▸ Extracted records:
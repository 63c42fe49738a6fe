mod cmd;
mod log_driver;
mod output;
mod root;

use clap::{Parser, Subcommand};
use cmd::{
    batch::BatchSubcommand, config::ConfigSubcommand, op::OpSubcommand,
    queue::QueueSubcommand, resource::ResourceSubcommand,
};
use std::path::PathBuf;

#[derive(Parser)]
#[command(
    name = "provision",
    about = "Dependency-ordered, queue-driven provisioning of cloud resources",
    version,
    propagate_version = true
)]
struct Cli {
    /// Provisioning root (default: auto-detect from .provision/)
    #[arg(long, global = true, env = "PROVISION_ROOT")]
    root: Option<PathBuf>,

    /// Output as JSON
    #[arg(long, global = true, short = 'j')]
    json: bool,

    #[command(subcommand)]
    command: Commands,
}

#[derive(Subcommand)]
enum Commands {
    /// Create .provision/ with a default config
    Init,

    /// Register and inspect resources
    Resource {
        #[command(subcommand)]
        subcommand: ResourceSubcommand,
    },

    /// Schedule, inspect and abort operations
    Op {
        #[command(subcommand)]
        subcommand: OpSubcommand,
    },

    /// Put operations on the provisioning queue
    Batch {
        #[command(subcommand)]
        subcommand: BatchSubcommand,
    },

    /// Re-open the failed operation a resource needs redone first
    Retry { resource: String },

    /// Re-open every stalled create in a resource group
    Reschedule { group: String },

    /// Soft-delete a resource and queue its teardown
    Delete {
        resource: String,
        /// Who requested the deletion
        #[arg(long)]
        actor: String,
    },

    /// Fail in-progress operations whose worker stopped heartbeating
    RecoverStale {
        /// Override dispatcher.stale_claim_secs
        #[arg(long)]
        max_age_secs: Option<u64>,
    },

    /// Inspect the provisioning queue
    Queue {
        #[command(subcommand)]
        subcommand: QueueSubcommand,
    },

    /// Inspect and validate .provision/config.yaml
    Config {
        #[command(subcommand)]
        subcommand: ConfigSubcommand,
    },

    /// Run dispatchers with the built-in log driver
    Worker {
        /// Drain visible batches once and exit
        #[arg(long)]
        once: bool,
    },
}

fn main() {
    let cli = Cli::parse();

    let default_level = match &cli.command {
        Commands::Worker { .. } => tracing::Level::INFO,
        _ => tracing::Level::WARN,
    };

    tracing_subscriber::fmt()
        .with_env_filter(
            tracing_subscriber::EnvFilter::from_default_env().add_directive(default_level.into()),
        )
        .with_target(false)
        .with_writer(std::io::stderr)
        .init();

    let root_path = cli.root.as_deref();
    let root = root::resolve_root(root_path);

    let result = match cli.command {
        Commands::Init => cmd::init::run(&root, cli.json),
        Commands::Resource { subcommand } => cmd::resource::run(&root, subcommand, cli.json),
        Commands::Op { subcommand } => cmd::op::run(&root, subcommand, cli.json),
        Commands::Batch { subcommand } => cmd::batch::run(&root, subcommand, cli.json),
        Commands::Retry { resource } => cmd::recovery::retry(&root, &resource, cli.json),
        Commands::Reschedule { group } => cmd::recovery::reschedule(&root, &group, cli.json),
        Commands::Delete { resource, actor } => {
            cmd::recovery::delete(&root, &resource, &actor, cli.json)
        }
        Commands::RecoverStale { max_age_secs } => {
            cmd::recovery::recover_stale(&root, max_age_secs, cli.json)
        }
        Commands::Queue { subcommand } => cmd::queue::run(&root, subcommand, cli.json),
        Commands::Config { subcommand } => cmd::config::run(&root, subcommand, cli.json),
        Commands::Worker { once } => cmd::worker::run(&root, once, cli.json),
    };

    if let Err(e) = result {
        // Print the full error chain (anyhow's alternate Display)
        eprintln!("error: {e:#}");
        std::process::exit(1);
    }
}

▸ Description of the task:
The answer must be every entry, reproduced exactly.

▸ Output for this exercise:
repository 63c42fe49738a6fe
mod cmd;
mod log_driver;
mod output;
mod root;

use clap::{Parser, Subcommand};
use cmd::{
    batch::BatchSubcommand, config::ConfigSubcommand, op::OpSubcommand,
    queue::QueueSubcommand, resource::ResourceSubcommand,
};
use std::path::PathBuf;

#[derive(Parser)]
#[command(
    name = "provision",
    about = "Dependency-ordered, queue-driven provisioning of cloud resources",
    version,
    propagate_version = true
)]
struct Cli {
    /// Provisioning root (default: auto-detect from .provision/)
    #[arg(long, global = true, env = "PROVISION_ROOT")]
    root: Option<PathBuf>,

    /// Output as JSON
    #[arg(long, global = true, short = 'j')]
    json: bool,

    #[command(subcommand)]
    command: Commands,
}

#[derive(Subcommand)]
enum Commands {
    /// Create .provision/ with a default config
    Init,

    /// Register and inspect resources
    Resource {
        #[command(subcommand)]
        subcommand: ResourceSubcommand,
    },

    /// Schedule, inspect and abort operations
    Op {
        #[command(subcommand)]
        subcommand: OpSubcommand,
    },

    /// Put operations on the provisioning queue
    Batch {
        #[command(subcommand)]
        subcommand: BatchSubcommand,
    },

    /// Re-open the failed operation a resource needs redone first
    Retry { resource: String },

    /// Re-open every stalled create in a resource group
    Reschedule { group: String },

    /// Soft-delete a resource and queue its teardown
    Delete {
        resource: String,
        /// Who requested the deletion
        #[arg(long)]
        actor: String,
    },

    /// Fail in-progress operations whose worker stopped heartbeating
    RecoverStale {
        /// Override dispatcher.stale_claim_secs
        #[arg(long)]
        max_age_secs: Option<u64>,
    },

    /// Inspect the provisioning queue
    Queue {
        #[command(subcommand)]
        subcommand: QueueSubcommand,
    },

    /// Inspect and validate .provision/config.yaml
    Config {
        #[command(subcommand)]
        subcommand: ConfigSubcommand,
    },

    /// Run dispatchers with the built-in log driver
    Worker {
        /// Drain visible batches once and exit
        #[arg(long)]
        once: bool,
    },
}

fn main() {
    let cli = Cli::parse();

    let default_level = match &cli.command {
        Commands::Worker { .. } => tracing::Level::INFO,
        _ => tracing::Level::WARN,
    };

    tracing_subscriber::fmt()
        .with_env_filter(
            tracing_subscriber::EnvFilter::from_default_env().add_directive(default_level.into()),
        )
        .with_target(false)
        .with_writer(std::io::stderr)
        .init();

    let root_path = cli.root.as_deref();
    let root = root::resolve_root(root_path);

    let result = match cli.command {
        Commands::Init => cmd::init::run(&root, cli.json),
        Commands::Resource { subcommand } => cmd::resource::run(&root, subcommand, cli.json),
        Commands::Op { subcommand } => cmd::op::run(&root, subcommand, cli.json),
        Commands::Batch { subcommand } => cmd::batch::run(&root, subcommand, cli.json),
        Commands::Retry { resource } => cmd::recovery::retry(&root, &resource, cli.json),
        Commands::Reschedule { group } => cmd::recovery::reschedule(&root, &group, cli.json),
        Commands::Delete { resource, actor } => {
            cmd::recovery::delete(&root, &resource, &actor, cli.json)
        }
        Commands::RecoverStale { max_age_secs } => {
            cmd::recovery::recover_stale(&root, max_age_secs, cli.json)
        }
        Commands::Queue { subcommand } => cmd::queue::run(&root, subcommand, cli.json),
        Commands::Config { subcommand } => cmd::config::run(&root, subcommand, cli.json),
        Commands::Worker { once } => cmd::worker::run(&root, once, cli.json),
    };

    if let Err(e) = result {
        // Print the full error chain (anyhow's alternate Display)
        eprintln!("error: {e:#}");
        std::process::exit(1);
    }
}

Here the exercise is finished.